Мамина кухня, Костин голос, запах пирожков с капустой и мурлыканье Батона. Нормальная жизнь. Та самая, которую Крот отнимает у людей своими «квартирками» и «документиками». Та самая, которую Генрихов заверяет своей печатью, а потом сидит в пустом кабинете и протирает очки, потому что сделать больше ничего не может. Или не хочет. Или уже не различает одно от другого.
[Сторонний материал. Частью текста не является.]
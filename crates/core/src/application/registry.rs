// Queue Registry - process-wide table of live queues
//
// Each record sits behind its own async mutex, held for the whole of one
// operation. The table itself is behind an RwLock; only create/load take
// the write side. Persistence I/O never happens while a record is locked.

use crate::domain::{
    AssignmentId, ConvertOutcome, QueueHeader, QueueIdentity, QueueRecord, QueueSize, VariantTag,
};
use crate::error::{AppError, Result};
use crate::port::QueueStore;
use serde::Serialize;
use std::collections::HashMap;
use std::sync::Arc;
use tokio::sync::{Mutex, RwLock};
use tracing::{debug, error, info, warn};

pub type QueueHandle = Arc<Mutex<QueueRecord>>;

/// Listing entry for a live queue
#[derive(Debug, Clone, PartialEq, Eq, Serialize)]
pub struct QueueSummary {
    pub identity: QueueIdentity,
    pub guild_name: String,
    pub channel_name: String,
    pub size: QueueSize,
}

impl QueueSummary {
    fn of(record: &QueueRecord) -> Self {
        Self {
            identity: record.identity(),
            guild_name: record.header.guild_name.clone(),
            channel_name: record.header.channel_name.clone(),
            size: record.size(),
        }
    }
}

#[derive(Debug, Clone, Default, Serialize)]
pub struct SaveReport {
    pub saved: Vec<QueueIdentity>,
    pub failed: Vec<SaveFailure>,
}

#[derive(Debug, Clone, Serialize)]
pub struct SaveFailure {
    pub identity: QueueIdentity,
    pub reason: String,
}

/// Result of loading one persisted queue
#[derive(Debug, Clone, Serialize)]
pub struct LoadReport {
    pub summary: QueueSummary,
    /// A live queue at the same identity was overwritten
    pub replaced: bool,
}

/// Per-document outcome of `load_all`
#[derive(Debug, Clone, Serialize)]
#[serde(tag = "outcome", rename_all = "snake_case")]
pub enum LoadOutcome {
    Loaded(LoadReport),
    Failed { source: String, reason: String },
}

pub struct QueueRegistry {
    queues: RwLock<HashMap<QueueIdentity, QueueHandle>>,
    store: Arc<dyn QueueStore>,
}

impl QueueRegistry {
    pub fn new(store: Arc<dyn QueueStore>) -> Self {
        Self {
            queues: RwLock::new(HashMap::new()),
            store,
        }
    }

    /// Register an empty queue of `variant`
    ///
    /// # Errors
    /// `AlreadyExists` when a queue is live at `identity`; concurrent
    /// creates for one identity resolve to exactly one winner.
    pub async fn create(
        &self,
        identity: QueueIdentity,
        variant: VariantTag,
        guild_name: &str,
        channel_name: &str,
    ) -> Result<QueueSummary> {
        let mut queues = self.queues.write().await;
        if queues.contains_key(&identity) {
            return Err(AppError::AlreadyExists(identity));
        }

        let record = QueueRecord::empty(QueueHeader::new(identity, guild_name, channel_name), variant);
        let summary = QueueSummary::of(&record);
        queues.insert(identity, Arc::new(Mutex::new(record)));

        info!(
            guild = %identity.guild,
            channel = %identity.channel,
            variant = %variant,
            "Queue created"
        );
        Ok(summary)
    }

    pub async fn lookup(&self, identity: QueueIdentity) -> Result<QueueHandle> {
        self.queues
            .read()
            .await
            .get(&identity)
            .cloned()
            .ok_or(AppError::NotFound(identity))
    }

    /// Registered identities, sorted
    pub async fn identities(&self) -> Vec<QueueIdentity> {
        let mut identities: Vec<QueueIdentity> = self.queues.read().await.keys().copied().collect();
        identities.sort();
        identities
    }

    pub async fn list(&self) -> Vec<QueueSummary> {
        let mut summaries = Vec::new();
        for identity in self.identities().await {
            if let Ok(handle) = self.lookup(identity).await {
                summaries.push(QueueSummary::of(&*handle.lock().await));
            }
        }
        summaries
    }

    /// Swap the queue at `identity` for a `target` queue, inside the same
    /// slot so existing handles see the new variant.
    pub async fn convert(
        &self,
        identity: QueueIdentity,
        target: VariantTag,
        seed: Option<AssignmentId>,
    ) -> Result<ConvertOutcome> {
        let handle = self.lookup(identity).await?;
        let mut record = handle.lock().await;
        let from = record.variant_tag();

        let outcome = record.convert(target, seed)?;
        match &outcome {
            ConvertOutcome::Unchanged => {
                debug!(guild = %identity.guild, channel = %identity.channel, variant = %target, "Queue already has requested variant");
            }
            ConvertOutcome::Converted { migrated } => {
                if from == VariantTag::Question || target == VariantTag::Question {
                    warn!(
                        guild = %identity.guild,
                        channel = %identity.channel,
                        from = %from,
                        to = %target,
                        "Queue state discarded by conversion"
                    );
                }
                info!(
                    guild = %identity.guild,
                    channel = %identity.channel,
                    from = %from,
                    to = %target,
                    migrated = *migrated,
                    "Queue converted"
                );
            }
        }
        Ok(outcome)
    }

    /// Persist one queue
    pub async fn save(&self, identity: QueueIdentity) -> Result<()> {
        let handle = self.lookup(identity).await?;
        // lock held through the write: saves of one queue land in snapshot order
        let record = handle.lock().await;
        let snapshot = record.to_snapshot()?;
        self.store.save(&identity, &snapshot).await?;
        drop(record);
        debug!(guild = %identity.guild, channel = %identity.channel, "Queue saved");
        Ok(())
    }

    /// Persist every queue; one failure never aborts the batch
    pub async fn save_all(&self) -> SaveReport {
        let mut report = SaveReport::default();
        for identity in self.identities().await {
            match self.save(identity).await {
                Ok(()) => report.saved.push(identity),
                Err(e) => {
                    error!(guild = %identity.guild, channel = %identity.channel, error = %e, "Failed to save queue");
                    report.failed.push(SaveFailure {
                        identity,
                        reason: e.to_string(),
                    });
                }
            }
        }
        info!(
            saved = report.saved.len(),
            failed = report.failed.len(),
            "Saved all queues"
        );
        report
    }

    /// Load one queue from the store, replacing the live one in place if any
    pub async fn load(&self, identity: QueueIdentity) -> Result<LoadReport> {
        let snapshot = self
            .store
            .load(&identity)
            .await?
            .ok_or(AppError::NotFound(identity))?;
        let record = QueueRecord::from_snapshot(identity, snapshot)?;
        let summary = QueueSummary::of(&record);

        let mut queues = self.queues.write().await;
        let replaced = match queues.get(&identity) {
            Some(handle) => {
                *handle.lock().await = record;
                true
            }
            None => {
                queues.insert(identity, Arc::new(Mutex::new(record)));
                false
            }
        };

        info!(
            guild = %identity.guild,
            channel = %identity.channel,
            variant = %summary.size.variant,
            size = summary.size.total,
            replaced,
            "Queue loaded"
        );
        Ok(LoadReport { summary, replaced })
    }

    /// Load every stored queue, reporting per document instead of failing fast
    ///
    /// # Errors
    /// Only when the store cannot be listed at all.
    pub async fn load_all(&self) -> Result<Vec<LoadOutcome>> {
        let entries = self.store.list().await?;
        let mut outcomes = Vec::with_capacity(entries.len());

        for entry in entries {
            let Some(identity) = entry.identity else {
                warn!(source = %entry.name, "Skipping stored queue with unrecognised name");
                outcomes.push(LoadOutcome::Failed {
                    source: entry.name,
                    reason: "name does not encode a queue identity".to_string(),
                });
                continue;
            };

            match self.load(identity).await {
                Ok(report) => outcomes.push(LoadOutcome::Loaded(report)),
                Err(e) => {
                    error!(source = %entry.name, error = %e, "Failed to load queue");
                    outcomes.push(LoadOutcome::Failed {
                        source: entry.name,
                        reason: e.to_string(),
                    });
                }
            }
        }

        let loaded = outcomes
            .iter()
            .filter(|o| matches!(o, LoadOutcome::Loaded(_)))
            .count();
        info!(loaded, failed = outcomes.len() - loaded, "Loaded persisted queues");
        Ok(outcomes)
    }
}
Я закрыла дверь и достала телефон. Открыла заметки. Набрала:
«Тетрадь. Чёрная. Сейф. Код знает Копир. Копир работает один, по вечерам Марк уходит, Копир остаётся. Копия. Ксерокс в приёмной. Сорок страниц. Ночью, когда Марк уйдёт.»
Стёрла. Набрала заново:
«Лёня. Не подставлять. Он хороший. Найти другой путь.»
Стёрла и это.
В дверь постучал Костя.
— Ась, мам пирожки принесла. С капустой. Тебе оставить?
— Оставь.
— И ещё, Ась. Тот, в «Приоре», который со мной разговаривал. У него наколка на пальцах. Перстни. Три ходки минимум. Это не шутки, Ась. Это серьёзные люди.
— Я знаю, Костя.
— Тогда, может, в полицию?
Я села на диване. Батон скатился с груди и обиженно мяукнул.
— В полицию пока рано. Но скоро будет в самый раз. Очень скоро.
Костя кивнул и закрыл дверь.
Я взяла телефон и набрала сообщение Генрихову. Короткое. Без приветствий.
«Генрихов. Завтра в девять. И принеси нормальный чай. Чёрный. С сахаром. Я не буду пить твою зелёную отраву.»
Ответ пришёл через минуту:
«Куплю. И купите мне чашку. Фарфоровую. Белую. Вы мне должны.»